WHAT TO PRODUCE:
Each record must be printed again exactly as it appears.

╭─ GIVEN RECORDS

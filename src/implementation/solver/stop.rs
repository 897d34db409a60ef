// Copyright 2024 the bcp developers
//
// Permission is hereby granted, free of charge, to any person obtaining a copy of
// this software and associated documentation files (the "Software"), to deal in
// the Software without restriction, including without limitation the rights to
// use, copy, modify, merge, publish, distribute, sublicense, and/or sell copies of
// the Software, and to permit persons to whom the Software is furnished to do so,
// subject to the following conditions:
//
// The above copyright notice and this permission notice shall be included in all
// copies or substantial portions of the Software.
//
// THE SOFTWARE IS PROVIDED "AS IS", WITHOUT WARRANTY OF ANY KIND, EXPRESS OR
// IMPLIED, INCLUDING BUT NOT LIMITED TO THE WARRANTIES OF MERCHANTABILITY, FITNESS
// FOR A PARTICULAR PURPOSE AND NONINFRINGEMENT. IN NO EVENT SHALL THE AUTHORS OR
// COPYRIGHT HOLDERS BE LIABLE FOR ANY CLAIM, DAMAGES OR OTHER LIABILITY, WHETHER
// IN AN ACTION OF CONTRACT, TORT OR OTHERWISE, ARISING FROM, OUT OF OR IN
// CONNECTION WITH THE SOFTWARE OR THE USE OR OTHER DEALINGS IN THE SOFTWARE.

//! The stop/status monitor: evaluates the configured limits in a fixed
//! priority order and caches the verdict in `Stat::status`.

use crate::{Solver, Status};

impl Solver {
    /// Recomputes `Stat::status` against the current limits and returns
    /// whether solving should halt.
    ///
    /// Node-count limits are only consulted when `check_node_limits` is set;
    /// a query from inside a node must not be stopped by them, and a status
    /// cached from an earlier outer check is masked out accordingly.
    pub fn is_stopped(&mut self, check_node_limits: bool) -> bool {
        let lower = self.tree.lowerbound(&self.set);
        let upper = self.primal.upperbound;

        // once the bounds meet, the run finishes normally; never report a
        // limit then
        if self.set.is_le(upper, lower) {
            return false;
        }

        if self.set.limit_changed {
            self.stat.status = Status::Unknown;
            self.set.limit_changed = false;
        }

        if self.stat.take_interrupt() {
            self.stat.status = Status::UserInterrupt;
        } else if self.stat.solving_time() >= self.set.limit_time {
            self.stat.status = Status::TimeLimit;
        } else if self.mem_used_mb() >= self.set.limit_memory {
            self.stat.status = Status::MemLimit;
        } else if self.set.is_lt(self.gap(), self.set.limit_gap) {
            self.stat.status = Status::GapLimit;
        } else if self.set.is_lt(upper - lower, self.set.limit_absgap) {
            self.stat.status = Status::GapLimit;
        } else if self.set.limit_solutions >= 0
            && self.primal.nsolsfound >= self.set.limit_solutions as u64
        {
            self.stat.status = Status::SolLimit;
        } else if self.set.limit_bestsol >= 0
            && self.primal.nbestsolsfound >= self.set.limit_bestsol as u64
        {
            self.stat.status = Status::BestSolLimit;
        } else if check_node_limits
            && self.set.limit_nodes >= 0
            && self.stat.nnodes >= self.set.limit_nodes as u64
        {
            self.stat.status = Status::NodeLimit;
        } else if check_node_limits
            && self.set.limit_stallnodes >= 0
            && self.stat.nnodes >= self.stat.bestsolnode + self.set.limit_stallnodes as u64
        {
            self.stat.status = Status::StallNodeLimit;
        }

        if check_node_limits {
            self.stat.status != Status::Unknown
        } else {
            // a node-interior query must not be stopped by a node limit that
            // an earlier outer check cached
            self.stat.status != Status::Unknown
                && self.stat.status != Status::NodeLimit
                && self.stat.status != Status::StallNodeLimit
        }
    }
}

// ############################################################################
// #### TESTS #################################################################
// ############################################################################

#[cfg(test)]
mod test_stop {
    use crate::*;

    struct NeverCalled;
    impl LpKernel for NeverCalled {
        fn solve(
            &mut self,
            _: &[LpCol],
            _: &[LpRow],
            _: &LpSolveReq,
        ) -> std::result::Result<LpSolution, LpError> {
            unreachable!()
        }
    }

    fn solver(set: Set) -> Solver {
        let mut prob = Prob::new("test");
        prob.add_var(Var::new("x", 1.0, 0.0, 10.0, true));
        Solver::new(prob, set, Box::new(NeverCalled))
    }

    #[test]
    fn no_limits_no_stop() {
        let mut s = solver(Set::default());
        assert!(!s.is_stopped(true));
        assert_eq!(Status::Unknown, s.status());
    }

    #[test]
    fn node_limit_stops_only_outer_checks() {
        let set = SetBuilder::default().limit_nodes(5).build().unwrap();
        let mut s = solver(set);
        s.stat.nnodes = 5;
        assert!(s.is_stopped(true));
        assert_eq!(Status::NodeLimit, s.status());
        // the cached node-limit status must not stop a node-interior query
        assert!(!s.is_stopped(false));
    }

    #[test]
    fn stall_node_limit_counts_from_the_best_solution() {
        let set = SetBuilder::default().limit_stallnodes(10).build().unwrap();
        let mut s = solver(set);
        s.stat.nnodes = 9;
        s.stat.bestsolnode = 0;
        assert!(!s.is_stopped(true));
        s.stat.nnodes = 10;
        assert!(s.is_stopped(true));
        assert_eq!(Status::StallNodeLimit, s.status());
    }

    #[test]
    fn the_interrupt_is_consumed_one_shot() {
        let mut s = solver(Set::default());
        s.interrupt_handle().interrupt();
        assert!(s.is_stopped(true));
        assert_eq!(Status::UserInterrupt, s.status());
    }

    #[test]
    fn a_changed_limit_resets_the_cached_status() {
        let set = SetBuilder::default().limit_nodes(5).build().unwrap();
        let mut s = solver(set);
        s.stat.nnodes = 5;
        assert!(s.is_stopped(true));
        s.set_mut().change_limit_nodes(100);
        assert!(!s.is_stopped(true));
        assert_eq!(Status::Unknown, s.status());
    }

    #[test]
    fn met_bounds_mask_every_limit() {
        let set = SetBuilder::default().limit_nodes(0).build().unwrap();
        let mut s = solver(set);
        s.tree.focus_node(
            Some(NodeId(0)),
            &Set::default(),
            &mut Prob::new("x"),
            &mut Lp::new(Box::new(NeverCalled)),
            f64::INFINITY,
        );
        s.tree.update_focus_lower(3.0);
        s.primal.upperbound = 3.0;
        assert!(!s.is_stopped(true));
    }

    #[test]
    fn solution_limits_fire_in_order() {
        let set = SetBuilder::default()
            .limit_solutions(2)
            .limit_bestsol(1)
            .build()
            .unwrap();
        let mut s = solver(set);
        s.primal.nsolsfound = 2;
        s.primal.nbestsolsfound = 1;
        assert!(s.is_stopped(true));
        // the solution limit ranks above the best-solution limit
        assert_eq!(Status::SolLimit, s.status());
    }
}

╰─

SOLUTION BELOW:
filename src/implementation/solver/stop.rs
repository 897d34db409a60ef
// Copyright 2024 the bcp developers
//
// Permission is hereby granted, free of charge, to any person obtaining a copy of
// this software and associated documentation files (the "Software"), to deal in
// the Software without restriction, including without limitation the rights to
// use, copy, modify, merge, publish, distribute, sublicense, and/or sell copies of
// the Software, and to permit persons to whom the Software is furnished to do so,
// subject to the following conditions:
//
// The above copyright notice and this permission notice shall be included in all
// copies or substantial portions of the Software.
//
// THE SOFTWARE IS PROVIDED "AS IS", WITHOUT WARRANTY OF ANY KIND, EXPRESS OR
// IMPLIED, INCLUDING BUT NOT LIMITED TO THE WARRANTIES OF MERCHANTABILITY, FITNESS
// FOR A PARTICULAR PURPOSE AND NONINFRINGEMENT. IN NO EVENT SHALL THE AUTHORS OR
// COPYRIGHT HOLDERS BE LIABLE FOR ANY CLAIM, DAMAGES OR OTHER LIABILITY, WHETHER
// IN AN ACTION OF CONTRACT, TORT OR OTHERWISE, ARISING FROM, OUT OF OR IN
// CONNECTION WITH THE SOFTWARE OR THE USE OR OTHER DEALINGS IN THE SOFTWARE.

//! The stop/status monitor: evaluates the configured limits in a fixed
//! priority order and caches the verdict in `Stat::status`.

use crate::{Solver, Status};

impl Solver {
    /// Recomputes `Stat::status` against the current limits and returns
    /// whether solving should halt.
    ///
    /// Node-count limits are only consulted when `check_node_limits` is set;
    /// a query from inside a node must not be stopped by them, and a status
    /// cached from an earlier outer check is masked out accordingly.
    pub fn is_stopped(&mut self, check_node_limits: bool) -> bool {
        let lower = self.tree.lowerbound(&self.set);
        let upper = self.primal.upperbound;

        // once the bounds meet, the run finishes normally; never report a
        // limit then
        if self.set.is_le(upper, lower) {
            return false;
        }

        if self.set.limit_changed {
            self.stat.status = Status::Unknown;
            self.set.limit_changed = false;
        }

        if self.stat.take_interrupt() {
            self.stat.status = Status::UserInterrupt;
        } else if self.stat.solving_time() >= self.set.limit_time {
            self.stat.status = Status::TimeLimit;
        } else if self.mem_used_mb() >= self.set.limit_memory {
            self.stat.status = Status::MemLimit;
        } else if self.set.is_lt(self.gap(), self.set.limit_gap) {
            self.stat.status = Status::GapLimit;
        } else if self.set.is_lt(upper - lower, self.set.limit_absgap) {
            self.stat.status = Status::GapLimit;
        } else if self.set.limit_solutions >= 0
            && self.primal.nsolsfound >= self.set.limit_solutions as u64
        {
            self.stat.status = Status::SolLimit;
        } else if self.set.limit_bestsol >= 0
            && self.primal.nbestsolsfound >= self.set.limit_bestsol as u64
        {
            self.stat.status = Status::BestSolLimit;
        } else if check_node_limits
            && self.set.limit_nodes >= 0
            && self.stat.nnodes >= self.set.limit_nodes as u64
        {
            self.stat.status = Status::NodeLimit;
        } else if check_node_limits
            && self.set.limit_stallnodes >= 0
            && self.stat.nnodes >= self.stat.bestsolnode + self.set.limit_stallnodes as u64
        {
            self.stat.status = Status::StallNodeLimit;
        }

        if check_node_limits {
            self.stat.status != Status::Unknown
        } else {
            // a node-interior query must not be stopped by a node limit that
            // an earlier outer check cached
            self.stat.status != Status::Unknown
                && self.stat.status != Status::NodeLimit
                && self.stat.status != Status::StallNodeLimit
        }
    }
}

// ############################################################################
// #### TESTS #################################################################
// ############################################################################

#[cfg(test)]
mod test_stop {
    use crate::*;

    struct NeverCalled;
    impl LpKernel for NeverCalled {
        fn solve(
            &mut self,
            _: &[LpCol],
            _: &[LpRow],
            _: &LpSolveReq,
        ) -> std::result::Result<LpSolution, LpError> {
            unreachable!()
        }
    }

    fn solver(set: Set) -> Solver {
        let mut prob = Prob::new("test");
        prob.add_var(Var::new("x", 1.0, 0.0, 10.0, true));
        Solver::new(prob, set, Box::new(NeverCalled))
    }

    #[test]
    fn no_limits_no_stop() {
        let mut s = solver(Set::default());
        assert!(!s.is_stopped(true));
        assert_eq!(Status::Unknown, s.status());
    }

    #[test]
    fn node_limit_stops_only_outer_checks() {
        let set = SetBuilder::default().limit_nodes(5).build().unwrap();
        let mut s = solver(set);
        s.stat.nnodes = 5;
        assert!(s.is_stopped(true));
        assert_eq!(Status::NodeLimit, s.status());
        // the cached node-limit status must not stop a node-interior query
        assert!(!s.is_stopped(false));
    }

    #[test]
    fn stall_node_limit_counts_from_the_best_solution() {
        let set = SetBuilder::default().limit_stallnodes(10).build().unwrap();
        let mut s = solver(set);
        s.stat.nnodes = 9;
        s.stat.bestsolnode = 0;
        assert!(!s.is_stopped(true));
        s.stat.nnodes = 10;
        assert!(s.is_stopped(true));
        assert_eq!(Status::StallNodeLimit, s.status());
    }

    #[test]
    fn the_interrupt_is_consumed_one_shot() {
        let mut s = solver(Set::default());
        s.interrupt_handle().interrupt();
        assert!(s.is_stopped(true));
        assert_eq!(Status::UserInterrupt, s.status());
    }

    #[test]
    fn a_changed_limit_resets_the_cached_status() {
        let set = SetBuilder::default().limit_nodes(5).build().unwrap();
        let mut s = solver(set);
        s.stat.nnodes = 5;
        assert!(s.is_stopped(true));
        s.set_mut().change_limit_nodes(100);
        assert!(!s.is_stopped(true));
        assert_eq!(Status::Unknown, s.status());
    }

    #[test]
    fn met_bounds_mask_every_limit() {
        let set = SetBuilder::default().limit_nodes(0).build().unwrap();
        let mut s = solver(set);
        s.tree.focus_node(
            Some(NodeId(0)),
            &Set::default(),
            &mut Prob::new("x"),
            &mut Lp::new(Box::new(NeverCalled)),
            f64::INFINITY,
        );
        s.tree.update_focus_lower(3.0);
        s.primal.upperbound = 3.0;
        assert!(!s.is_stopped(true));
    }

    #[test]
    fn solution_limits_fire_in_order() {
        let set = SetBuilder::default()
            .limit_solutions(2)
            .limit_bestsol(1)
            .build()
            .unwrap();
        let mut s = solver(set);
        s.primal.nsolsfound = 2;
        s.primal.nbestsolsfound = 1;
        assert!(s.is_stopped(true));
        // the solution limit ranks above the best-solution limit
        assert_eq!(Status::SolLimit, s.status());
    }
}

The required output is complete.